2577 sayılı İdari Yargılama Usulü Kanunu’nun 26. maddesinin 1. fıkrasında: “Dava esnasında ölüm veya herhangi bir sebeple tarafların kişilik veya niteliğinde değişiklik olursa, davayı takip hakkı kendisine geçenin başvurmasına kadar; gerçek kişilerden olan tarafın ölümü hâlinde, idarenin mirasçılar aleyhine takibi yenilemesine kadar, dosyanın işlemden kaldırılmasına ilgili mahkemece karar verilir. Dört ay içinde yenileme dilekçesi verilmemiş ise, varsa yürütmenin durdurulması kararı kendiliğinden hükümsüz kalır.” hükmüne yer verilmiştir.
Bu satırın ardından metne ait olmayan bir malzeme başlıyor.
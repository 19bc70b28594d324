//! Typed item payload schemas.
//!
//! The registry stores one optional default payload and one optional custom
//! data blob per record. Instead of reflecting over arbitrary registered
//! types, the set of supported schemas is a closed enum: every schema is a
//! plain struct with a declared top-level field list, and [`Payload`]
//! dispatches field comparison/copy/export by match. Defaults propagation
//! relies on that field surface to migrate only fields the player never
//! customized.
//!
//! # Design: Base + Kind Pattern
//!
//! - [`PayloadKind`] is the schema tag with a stable wire id and name
//! - [`Payload`] holds the schema-specific value
//! - [`PayloadFields`] is the per-schema "vtable": field count, per-field
//!   equality, per-field copy

use serde::{Deserialize, Serialize};
use strum::{Display, EnumIter};

/// Per-schema field surface used by defaults propagation.
///
/// `index` addresses the schema's declared top-level fields in order.
/// Implementations must keep the index assignment stable: it participates
/// in the "was this field customized away from the default" check.
pub trait PayloadFields {
    /// Number of declared top-level fields.
    const FIELD_COUNT: usize;

    /// Whether field `index` compares equal between `self` and `other`.
    fn field_eq(&self, other: &Self, index: usize) -> bool;

    /// Overwrites field `index` of `self` with the value from `source`.
    fn copy_field_from(&mut self, source: &Self, index: usize);
}

/// Instance state of an equippable weapon.
#[derive(Clone, Copy, Debug, Default, PartialEq, Eq, Serialize, Deserialize)]
pub struct WeaponPayload {
    pub durability: u32,
    pub enchant_level: u8,
}

impl PayloadFields for WeaponPayload {
    const FIELD_COUNT: usize = 2;

    fn field_eq(&self, other: &Self, index: usize) -> bool {
        match index {
            0 => self.durability == other.durability,
            1 => self.enchant_level == other.enchant_level,
            _ => unreachable!("WeaponPayload has {} fields", Self::FIELD_COUNT),
        }
    }

    fn copy_field_from(&mut self, source: &Self, index: usize) {
        match index {
            0 => self.durability = source.durability,
            1 => self.enchant_level = source.enchant_level,
            _ => unreachable!("WeaponPayload has {} fields", Self::FIELD_COUNT),
        }
    }
}

/// Instance state of a consumable (potions, scrolls, food).
#[derive(Clone, Copy, Debug, Default, PartialEq, Eq, Serialize, Deserialize)]
pub struct ConsumablePayload {
    pub charges: u16,
}

impl PayloadFields for ConsumablePayload {
    const FIELD_COUNT: usize = 1;

    fn field_eq(&self, other: &Self, index: usize) -> bool {
        match index {
            0 => self.charges == other.charges,
            _ => unreachable!("ConsumablePayload has {} fields", Self::FIELD_COUNT),
        }
    }

    fn copy_field_from(&mut self, source: &Self, index: usize) {
        match index {
            0 => self.charges = source.charges,
            _ => unreachable!("ConsumablePayload has {} fields", Self::FIELD_COUNT),
        }
    }
}

/// Cosmetic customization state.
#[derive(Clone, Copy, Debug, Default, PartialEq, Eq, Serialize, Deserialize)]
pub struct CosmeticPayload {
    pub dye: u32,
    pub pattern: u16,
}

impl PayloadFields for CosmeticPayload {
    const FIELD_COUNT: usize = 2;

    fn field_eq(&self, other: &Self, index: usize) -> bool {
        match index {
            0 => self.dye == other.dye,
            1 => self.pattern == other.pattern,
            _ => unreachable!("CosmeticPayload has {} fields", Self::FIELD_COUNT),
        }
    }

    fn copy_field_from(&mut self, source: &Self, index: usize) {
        match index {
            0 => self.dye = source.dye,
            1 => self.pattern = source.pattern,
            _ => unreachable!("CosmeticPayload has {} fields", Self::FIELD_COUNT),
        }
    }
}

/// Generic accumulating counters (kill trackers, usage stats).
#[derive(Clone, Copy, Debug, Default, PartialEq, Eq, Serialize, Deserialize)]
pub struct CountersPayload {
    pub uses: u32,
    pub kills: u32,
}

impl PayloadFields for CountersPayload {
    const FIELD_COUNT: usize = 2;

    fn field_eq(&self, other: &Self, index: usize) -> bool {
        match index {
            0 => self.uses == other.uses,
            1 => self.kills == other.kills,
            _ => unreachable!("CountersPayload has {} fields", Self::FIELD_COUNT),
        }
    }

    fn copy_field_from(&mut self, source: &Self, index: usize) {
        match index {
            0 => self.uses = source.uses,
            1 => self.kills = source.kills,
            _ => unreachable!("CountersPayload has {} fields", Self::FIELD_COUNT),
        }
    }
}

/// Schema tag for [`Payload`].
#[derive(Clone, Copy, Debug, PartialEq, Eq, Hash, Display, EnumIter, Serialize, Deserialize)]
pub enum PayloadKind {
    Weapon,
    Consumable,
    Cosmetic,
    Counters,
}

impl PayloadKind {
    /// Stable wire id used by cooked snapshots and schema-version tables.
    pub const fn wire_id(self) -> u16 {
        match self {
            Self::Weapon => 1,
            Self::Consumable => 2,
            Self::Cosmetic => 3,
            Self::Counters => 4,
        }
    }

    /// Stable schema name used by development snapshots.
    pub const fn schema_name(self) -> &'static str {
        match self {
            Self::Weapon => "WeaponPayload",
            Self::Consumable => "ConsumablePayload",
            Self::Cosmetic => "CosmeticPayload",
            Self::Counters => "CountersPayload",
        }
    }

    /// Schema layout version recorded in snapshot headers.
    pub const fn schema_version(self) -> u16 {
        match self {
            Self::Weapon => 1,
            Self::Consumable => 1,
            Self::Cosmetic => 1,
            Self::Counters => 1,
        }
    }

    pub fn from_wire_id(id: u16) -> Option<Self> {
        match id {
            1 => Some(Self::Weapon),
            2 => Some(Self::Consumable),
            3 => Some(Self::Cosmetic),
            4 => Some(Self::Counters),
            _ => None,
        }
    }

    pub fn from_schema_name(name: &str) -> Option<Self> {
        match name {
            "WeaponPayload" => Some(Self::Weapon),
            "ConsumablePayload" => Some(Self::Consumable),
            "CosmeticPayload" => Some(Self::Cosmetic),
            "CountersPayload" => Some(Self::Counters),
            _ => None,
        }
    }
}

/// A typed, variable-shape payload value.
///
/// Default payloads and registry custom data share this representation and
/// the same shared pool inside the registry state.
#[derive(Clone, Copy, Debug, PartialEq, Eq, Serialize, Deserialize)]
pub enum Payload {
    Weapon(WeaponPayload),
    Consumable(ConsumablePayload),
    Cosmetic(CosmeticPayload),
    Counters(CountersPayload),
}

impl Payload {
    pub const fn kind(&self) -> PayloadKind {
        match self {
            Self::Weapon(_) => PayloadKind::Weapon,
            Self::Consumable(_) => PayloadKind::Consumable,
            Self::Cosmetic(_) => PayloadKind::Cosmetic,
            Self::Counters(_) => PayloadKind::Counters,
        }
    }

    /// Fresh value of the given schema with all fields zeroed.
    pub fn new_default(kind: PayloadKind) -> Self {
        match kind {
            PayloadKind::Weapon => Self::Weapon(WeaponPayload::default()),
            PayloadKind::Consumable => Self::Consumable(ConsumablePayload::default()),
            PayloadKind::Cosmetic => Self::Cosmetic(CosmeticPayload::default()),
            PayloadKind::Counters => Self::Counters(CountersPayload::default()),
        }
    }

    pub const fn field_count(&self) -> usize {
        match self {
            Self::Weapon(_) => WeaponPayload::FIELD_COUNT,
            Self::Consumable(_) => ConsumablePayload::FIELD_COUNT,
            Self::Cosmetic(_) => CosmeticPayload::FIELD_COUNT,
            Self::Counters(_) => CountersPayload::FIELD_COUNT,
        }
    }

    /// Per-field equality. Both values must carry the same schema.
    pub fn field_eq(&self, other: &Self, index: usize) -> bool {
        match (self, other) {
            (Self::Weapon(a), Self::Weapon(b)) => a.field_eq(b, index),
            (Self::Consumable(a), Self::Consumable(b)) => a.field_eq(b, index),
            (Self::Cosmetic(a), Self::Cosmetic(b)) => a.field_eq(b, index),
            (Self::Counters(a), Self::Counters(b)) => a.field_eq(b, index),
            _ => unreachable!("field_eq requires matching payload schemas"),
        }
    }

    /// Per-field copy. Both values must carry the same schema.
    pub fn copy_field_from(&mut self, source: &Self, index: usize) {
        match (self, source) {
            (Self::Weapon(a), Self::Weapon(b)) => a.copy_field_from(b, index),
            (Self::Consumable(a), Self::Consumable(b)) => a.copy_field_from(b, index),
            (Self::Cosmetic(a), Self::Cosmetic(b)) => a.copy_field_from(b, index),
            (Self::Counters(a), Self::Counters(b)) => a.copy_field_from(b, index),
            _ => unreachable!("copy_field_from requires matching payload schemas"),
        }
    }

    /// Deterministic text form folded into checksums and diagnostic dumps.
    pub fn export_text(&self) -> String {
        match self {
            Self::Weapon(p) => format!(
                "WeaponPayload(durability={},enchant_level={})",
                p.durability, p.enchant_level
            ),
            Self::Consumable(p) => format!("ConsumablePayload(charges={})", p.charges),
            Self::Cosmetic(p) => {
                format!("CosmeticPayload(dye={},pattern={})", p.dye, p.pattern)
            }
            Self::Counters(p) => format!("CountersPayload(uses={},kills={})", p.uses, p.kills),
        }
    }

    /// Serializes the schema fields without the kind tag.
    ///
    /// The snapshot and wire formats encode the schema tag themselves, as
    /// either a name string or a compact wire id.
    pub fn to_field_bytes(&self) -> Vec<u8> {
        let encoded = match self {
            Self::Weapon(p) => bincode::serialize(p),
            Self::Consumable(p) => bincode::serialize(p),
            Self::Cosmetic(p) => bincode::serialize(p),
            Self::Counters(p) => bincode::serialize(p),
        };

        // Schema structs are plain integers; bincode cannot fail on them.
        encoded.expect("payload field serialization is infallible")
    }

    /// Rebuilds a value of `kind` from [`Payload::to_field_bytes`] output.
    pub fn from_field_bytes(kind: PayloadKind, bytes: &[u8]) -> Option<Self> {
        let payload = match kind {
            PayloadKind::Weapon => Self::Weapon(bincode::deserialize(bytes).ok()?),
            PayloadKind::Consumable => Self::Consumable(bincode::deserialize(bytes).ok()?),
            PayloadKind::Cosmetic => Self::Cosmetic(bincode::deserialize(bytes).ok()?),
            PayloadKind::Counters => Self::Counters(bincode::deserialize(bytes).ok()?),
        };

        Some(payload)
    }
}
Dosyanın incelenmesinden, Dairemizin bozma kararının davacı vekiline tebliğe çıkarılmasına ilişkin mazbatada, davacının vefatı nedeniyle tebligat yapılamadığının belirtildiği anlaşılmaktadır. Bu durumda, idarece mirasçılar aleyhine karar düzeltme talebi yenilenmeden ve idarenin yeni karar düzeltme dilekçesinin mirasçılara tebliğ işlemleri tamamlanmadan karar düzeltme incelemesi yapılamayacağı için Mahkeme’ce 2577 sayılı Kanun’un 26. maddesinin 1. fıkrası uyarınca işlem yapılması gerekirken dosyanın Danıştay’a gönderilmesinin usul hükümlerine uygun olmadığı açıktır.
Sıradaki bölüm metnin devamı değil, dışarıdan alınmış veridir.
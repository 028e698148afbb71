//! Cursor state handed to the renderer
//!
//! Schedulers write target positions through [`CursorSink`]; the cursor then
//! animates its own trail once per frame from the distance travelled.

use glam::Vec2;
use serde::{Deserialize, Serialize};

use crate::settings::TrailSettings;

/// Anything a scheduler can write positions into
pub trait CursorSink {
    fn set_pos(&mut self, pos: Vec2);
}

/// Trail point for cursor rendering
#[derive(Debug, Clone, Copy, PartialEq, Serialize, Deserialize)]
pub struct TrailPoint {
    pub pos: Vec2,
    /// Milliseconds since the point was laid
    pub age: f32,
}

/// A visible cursor
#[derive(Debug, Clone, Serialize, Deserialize)]
pub struct Cursor {
    pub position: Vec2,
    /// Position at the previous `update`
    pub last_position: Vec2,
    /// Trail history for rendering (newest first)
    #[serde(skip)]
    pub trail: Vec<TrailPoint>,
    #[serde(skip)]
    settings: TrailSettings,
}

impl Default for Cursor {
    fn default() -> Self {
        Self::new(TrailSettings::default())
    }
}

impl Cursor {
    pub fn new(settings: TrailSettings) -> Self {
        Self {
            position: Vec2::ZERO,
            last_position: Vec2::ZERO,
            trail: Vec::with_capacity(settings.max_points),
            settings,
        }
    }

    /// Distance moved since the previous `update`
    pub fn travelled(&self) -> f32 {
        self.position.distance(self.last_position)
    }

    /// Advance trail animation by `delta` milliseconds of frame time
    pub fn update(&mut self, delta: f64) {
        let delta = delta.max(0.0) as f32;
        let lifetime = self.settings.lifetime_ms;
        for point in &mut self.trail {
            point.age += delta;
        }
        self.trail.retain(|p| p.age < lifetime);

        // Lay points along the segment, newest first, ahead of the older trail
        let segment = self.position - self.last_position;
        let steps = (segment.length() / self.settings.spacing).floor() as usize;
        let steps = steps.min(self.settings.max_points);
        let mut laid: Vec<TrailPoint> = (1..=steps)
            .rev()
            .map(|i| {
                let t = i as f32 / steps as f32;
                TrailPoint {
                    pos: self.last_position + segment * t,
                    age: delta * (1.0 - t),
                }
            })
            .collect();
        laid.append(&mut self.trail);
        self.trail = laid;
        if steps == 0 && self.trail.is_empty() {
            self.trail.push(TrailPoint {
                pos: self.position,
                age: 0.0,
            });
        }

        self.trail.truncate(self.settings.max_points);
        self.last_position = self.position;
    }
}

impl CursorSink for Cursor {
    fn set_pos(&mut self, pos: Vec2) {
        self.position = pos;
    }
}

impl CursorSink for Vec2 {
    fn set_pos(&mut self, pos: Vec2) {
        *self = pos;
    }
}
Öte yandan, UYAP ortamından alınan davacıya ait nüfus kayıt örneğinin incelenmesinden de davacının 24.05.2014 tarihinde vefat ettiği anlaşılmaktadır.
Açıklanan nedenlerle, 2577 sayılı Kanun’un 26. maddesinin 1. fıkrası uyarınca işlem yapılmak üzere dosyanın İstanbul 5. İdare Mahkemesi’ne gönderilmesine, 08.09.2015 tarihinde oybirliğiyle karar verildi.